Terminiello v. Chicago
"The vitality of civil and political institutions in our society depends on free discussion.
As Chief Justice Hughes wrote in DeJonge v Oregon, 299 US 365, it is only through free debate and free exchange of ideas that government remains responsive to the will of the people and peaceful change is effected. The right to speak freely and to promote diversity of ideas and programs is therefore one of the chief distinctions that sets us apart from totalitarian regimes...

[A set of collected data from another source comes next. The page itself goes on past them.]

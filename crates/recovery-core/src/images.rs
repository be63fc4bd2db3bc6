use crate::error::ImageError;
use async_trait::async_trait;
use base64::engine::general_purpose::STANDARD;
use base64::Engine;
use std::collections::HashMap;
use std::path::{Path, PathBuf};
use std::sync::atomic::{AtomicBool, Ordering};
use std::sync::Arc;
use tokio::sync::Mutex;

#[async_trait]
pub trait ImageStore: Send + Sync {
    /// Persists an inline image under `name` and returns the stored file name.
    async fn persist(&self, name: &str, base64_image: &str) -> Result<String, ImageError>;
}

#[derive(Debug, PartialEq, Eq)]
pub struct DecodedImage {
    pub extension: &'static str,
    pub bytes: Vec<u8>,
}

fn extension_for(mime: &str) -> &'static str {
    match mime {
        "image/png" => "png",
        "image/gif" => "gif",
        "image/webp" => "webp",
        _ => "jpg",
    }
}

/// Accepts bare base64 or a `data:<mime>;base64,` URL.
pub fn decode_image(base64_image: &str) -> Result<DecodedImage, ImageError> {
    let trimmed = base64_image.trim();
    let (mime, body) = match trimmed.strip_prefix("data:") {
        Some(rest) => {
            let (header, body) = rest.split_once(',').ok_or(ImageError::InvalidData)?;
            let mime = header
                .strip_suffix(";base64")
                .ok_or(ImageError::InvalidData)?;
            (mime, body)
        }
        None => ("image/jpeg", trimmed),
    };
    let bytes = STANDARD.decode(body).map_err(|_| ImageError::InvalidData)?;
    if bytes.is_empty() {
        return Err(ImageError::InvalidData);
    }
    Ok(DecodedImage {
        extension: extension_for(mime),
        bytes,
    })
}

/// Names come from untrusted payloads and end up as file names.
pub fn validate_image_name(name: &str) -> Result<(), ImageError> {
    let bad = name.is_empty()
        || name.contains(['/', '\\', '\0'])
        || name.contains("..")
        || name.starts_with('.');
    if bad {
        return Err(ImageError::InvalidName(name.to_string()));
    }
    Ok(())
}

fn prepare(name: &str, base64_image: &str, max_bytes: usize) -> Result<(String, Vec<u8>), ImageError> {
    validate_image_name(name)?;
    let decoded = decode_image(base64_image)?;
    if decoded.bytes.len() > max_bytes {
        return Err(ImageError::TooLarge);
    }
    Ok((format!("{}.{}", name, decoded.extension), decoded.bytes))
}

pub struct FsImageStore {
    dir: PathBuf,
    max_bytes: usize,
}

impl FsImageStore {
    pub async fn open(dir: impl AsRef<Path>, max_bytes: usize) -> Result<Self, ImageError> {
        let dir = dir.as_ref().to_path_buf();
        tokio::fs::create_dir_all(&dir)
            .await
            .map_err(|e| ImageError::Io(e.to_string()))?;
        Ok(Self { dir, max_bytes })
    }

    pub fn dir(&self) -> &Path {
        &self.dir
    }
}

#[async_trait]
impl ImageStore for FsImageStore {
    async fn persist(&self, name: &str, base64_image: &str) -> Result<String, ImageError> {
        let (filename, bytes) = prepare(name, base64_image, self.max_bytes)?;
        tokio::fs::write(self.dir.join(&filename), bytes)
            .await
            .map_err(|e| ImageError::Io(e.to_string()))?;
        Ok(filename)
    }
}

#[derive(Clone)]
pub struct InMemoryImageStore {
    files: Arc<Mutex<HashMap<String, Vec<u8>>>>,
    fail: Arc<AtomicBool>,
    max_bytes: usize,
}

impl Default for InMemoryImageStore {
    fn default() -> Self {
        Self {
            files: Arc::new(Mutex::new(HashMap::new())),
            fail: Arc::new(AtomicBool::new(false)),
            max_bytes: usize::MAX,
        }
    }
}

impl InMemoryImageStore {
    pub fn new() -> Self {
        Self::default()
    }

    pub fn set_failure(&self, fail: bool) {
        self.fail.store(fail, Ordering::SeqCst);
    }

    pub async fn get(&self, filename: &str) -> Option<Vec<u8>> {
        self.files.lock().await.get(filename).cloned()
    }

    pub async fn len(&self) -> usize {
        self.files.lock().await.len()
    }
}

#[async_trait]
impl ImageStore for InMemoryImageStore {
    async fn persist(&self, name: &str, base64_image: &str) -> Result<String, ImageError> {
        if self.fail.load(Ordering::SeqCst) {
            return Err(ImageError::Io("injected".to_string()));
        }
        let (filename, bytes) = prepare(name, base64_image, self.max_bytes)?;
        self.files.lock().await.insert(filename.clone(), bytes);
        Ok(filename)
    }
}

#[cfg(test)]
mod tests {
    use super::*;
    use tempfile::tempdir;

    #[test]
    fn decodes_data_urls_and_bare_base64() {
        let png = decode_image("data:image/png;base64,aGVsbG8=").unwrap();
        assert_eq!(png.extension, "png");
        assert_eq!(png.bytes, b"hello");
        let bare = decode_image("aGVsbG8=").unwrap();
        assert_eq!(bare.extension, "jpg");
        assert_eq!(decode_image("data:image/png,aGVsbG8="), Err(ImageError::InvalidData));
        assert_eq!(decode_image("%%%"), Err(ImageError::InvalidData));
        assert_eq!(decode_image(""), Err(ImageError::InvalidData));
    }

    #[test]
    fn rejects_path_like_names() {
        for name in ["", "../x", "a/b", "a\\b", ".hidden"] {
            assert!(validate_image_name(name).is_err(), "{name}");
        }
        assert!(validate_image_name("Xk3-_ab9").is_ok());
    }

    #[tokio::test]
    async fn fs_store_writes_named_file() {
        let dir = tempdir().unwrap();
        let store = FsImageStore::open(dir.path().join("photos"), 1024)
            .await
            .unwrap();
        let filename = store
            .persist("abc", "data:image/webp;base64,aGVsbG8=")
            .await
            .unwrap();
        assert_eq!(filename, "abc.webp");
        let written = std::fs::read(store.dir().join(&filename)).unwrap();
        assert_eq!(written, b"hello");
    }

    #[tokio::test]
    async fn fs_store_enforces_size_limit() {
        let dir = tempdir().unwrap();
        let store = FsImageStore::open(dir.path(), 2).await.unwrap();
        assert_eq!(
            store.persist("abc", "aGVsbG8=").await,
            Err(ImageError::TooLarge)
        );
    }
}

Accordingly a function of free speech under our system of government is to invite dispute. It may indeed best serve its high purpose when it induces a condition of unrest, creates dissatisfaction with conditions as they are, or even stirs people to anger. Speech is often provocative and challenging. It may strike at prejudices and preconceptions and have profound unsettling effects as it presses for
acceptance of an idea.
That is why freedom of speech, though not absolute, is nevertheless protected against censorship or punishment, unless shown likely to produce a clear and present danger of a serious substantive evil that rises far above public inconvenience, annoyance, or unrest.
There is no room under our
Constitution for a more restrictive view. For the alternative would lead to standardization of ideas either by legislatures, courts, or dominant political or community groups." Justice Douglas, U.S. Supreme Court
334 US 1 (1949)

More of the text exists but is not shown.